Since part of the point of the Second Fundamental law and its surrounding framework is to analyze what
happens as the capital-to-income ratio increases over time, not what happens in the less usual
conditions when it is stable, the focus on steady-state conditions seems to me misguided. For example,
if a society begins in 2014 with a capital-to-income ratio of 4, a savings rate of 10% and a growth rate of
1.5%, then even if the savings rate and growth rate remained constant indefinitely, it would take a very
long time for β to get near its limiting value of s/g = 6.7. Specifically, β would not get to within 10% of s/g
until the year 2115; it would not get to within 5% of s/g until the year 2159; and it would not get to
within 1% of s/g until the year 2159. The distance between the present value of β and the present value
of s/g is a measure of the present strength of the “force” pushing the capital-to-income ratio higher.
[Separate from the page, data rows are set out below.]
use crate::error::AppResult;
use crate::presentation::serialization::LenientFloat;
use crate::utils::date::parse_wire_date;
use crate::utils::finance::signed_amount;
use chrono::{DateTime, NaiveDate, Utc};
use pretty_simple_display::DisplaySimple;
use serde::{Deserialize, Serialize};

/// Entry of the account transaction history
#[derive(Debug, Clone, DisplaySimple, Serialize, Deserialize, PartialEq, Default)]
#[serde(rename_all = "kebab-case", default)]
pub struct Transaction {
    /// Transaction identifier
    pub id: i64,
    /// Account the transaction was booked to
    pub account_number: String,
    /// Traded symbol, absent for cash movements
    pub symbol: Option<String>,
    pub instrument_type: Option<String>,
    pub underlying_symbol: Option<String>,
    /// "Trade", "Money Movement", "Receive Deliver", ...
    pub transaction_type: String,
    /// Refinement of `transaction-type`, e.g. "Buy to Open" or "Deposit"
    pub transaction_sub_type: String,
    pub description: String,
    pub action: Option<String>,
    pub quantity: LenientFloat,
    pub price: LenientFloat,
    /// Execution time
    pub executed_at: DateTime<Utc>,
    /// Trade date as `YYYY-MM-DD` text
    pub transaction_date: String,
    /// Gross value, unsigned
    pub value: LenientFloat,
    pub value_effect: String,
    pub regulatory_fees: LenientFloat,
    pub regulatory_fees_effect: String,
    pub clearing_fees: LenientFloat,
    pub clearing_fees_effect: String,
    pub other_charge: LenientFloat,
    pub other_charge_effect: String,
    pub other_charge_description: Option<String>,
    /// Value net of fees and commissions, unsigned
    pub net_value: LenientFloat,
    pub net_value_effect: String,
    pub commission: LenientFloat,
    pub commission_effect: String,
    pub proprietary_index_option_fees: LenientFloat,
    pub proprietary_index_option_fees_effect: String,
    pub is_estimated_fee: bool,
    pub ext_exchange_order_number: Option<String>,
    pub ext_global_order_number: i64,
    pub ext_group_id: Option<String>,
    pub ext_group_fill_id: Option<String>,
    pub ext_exec_id: Option<String>,
    pub exec_id: Option<String>,
    pub exchange: Option<String>,
    /// Order that produced the transaction, zero for non-trade entries
    pub order_id: i64,
    /// Transaction reversed by this one, zero when none
    pub reverses_id: i64,
    pub exchange_affiliation_identifier: Option<String>,
    /// Cost basis reconciliation date as `YYYY-MM-DD` text
    pub cost_basis_reconciliation_date: Option<String>,
    pub leg_count: i64,
    pub destination_venue: Option<String>,
    pub agency_price: LenientFloat,
    pub principal_price: LenientFloat,
    pub currency: String,
    /// Tax lots touched by the transaction
    pub lots: Vec<Lot>,
}

impl Transaction {
    /// Gross value with its effect applied
    #[must_use]
    pub fn signed_value(&self) -> f64 {
        signed_amount(self.value.value(), &self.value_effect)
    }

    /// Net value with its effect applied
    #[must_use]
    pub fn signed_net_value(&self) -> f64 {
        signed_amount(self.net_value.value(), &self.net_value_effect)
    }

    /// Parses `transaction-date`
    ///
    /// # Errors
    /// Returns an error when the text is not a `YYYY-MM-DD` date
    pub fn parsed_transaction_date(&self) -> AppResult<NaiveDate> {
        parse_wire_date(&self.transaction_date)
    }
}

/// Tax lot affected by a transaction
#[derive(Debug, Clone, DisplaySimple, Serialize, Deserialize, PartialEq, Default)]
#[serde(rename_all = "kebab-case", default)]
pub struct Lot {
    pub id: String,
    pub transaction_id: i64,
    pub quantity: LenientFloat,
    pub price: LenientFloat,
    pub quantity_direction: String,
    pub executed_at: DateTime<Utc>,
    /// Trade date as `YYYY-MM-DD` text
    pub transaction_date: String,
}

/// Total fees charged on a given day
#[derive(Debug, Clone, DisplaySimple, Serialize, Deserialize, PartialEq, Default)]
#[serde(rename_all = "kebab-case", default)]
pub struct TransactionFees {
    pub total_fees: LenientFloat,
    pub total_fees_effect: String,
}

impl TransactionFees {
    /// Total fees with their effect applied
    #[must_use]
    pub fn signed_total_fees(&self) -> f64 {
        signed_amount(self.total_fees.value(), &self.total_fees_effect)
    }
}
Since some of the forces generating inequality depend on the rapidity with which β is increasing, it is the
strength of this force and the direction in which β is moving that are important. Piketty’s Fundamental
Law should not be interpreted as the statement that β is approximately equal to s/g. Under ordinary
conditions β can be quite far from s/g. That’s part of the point.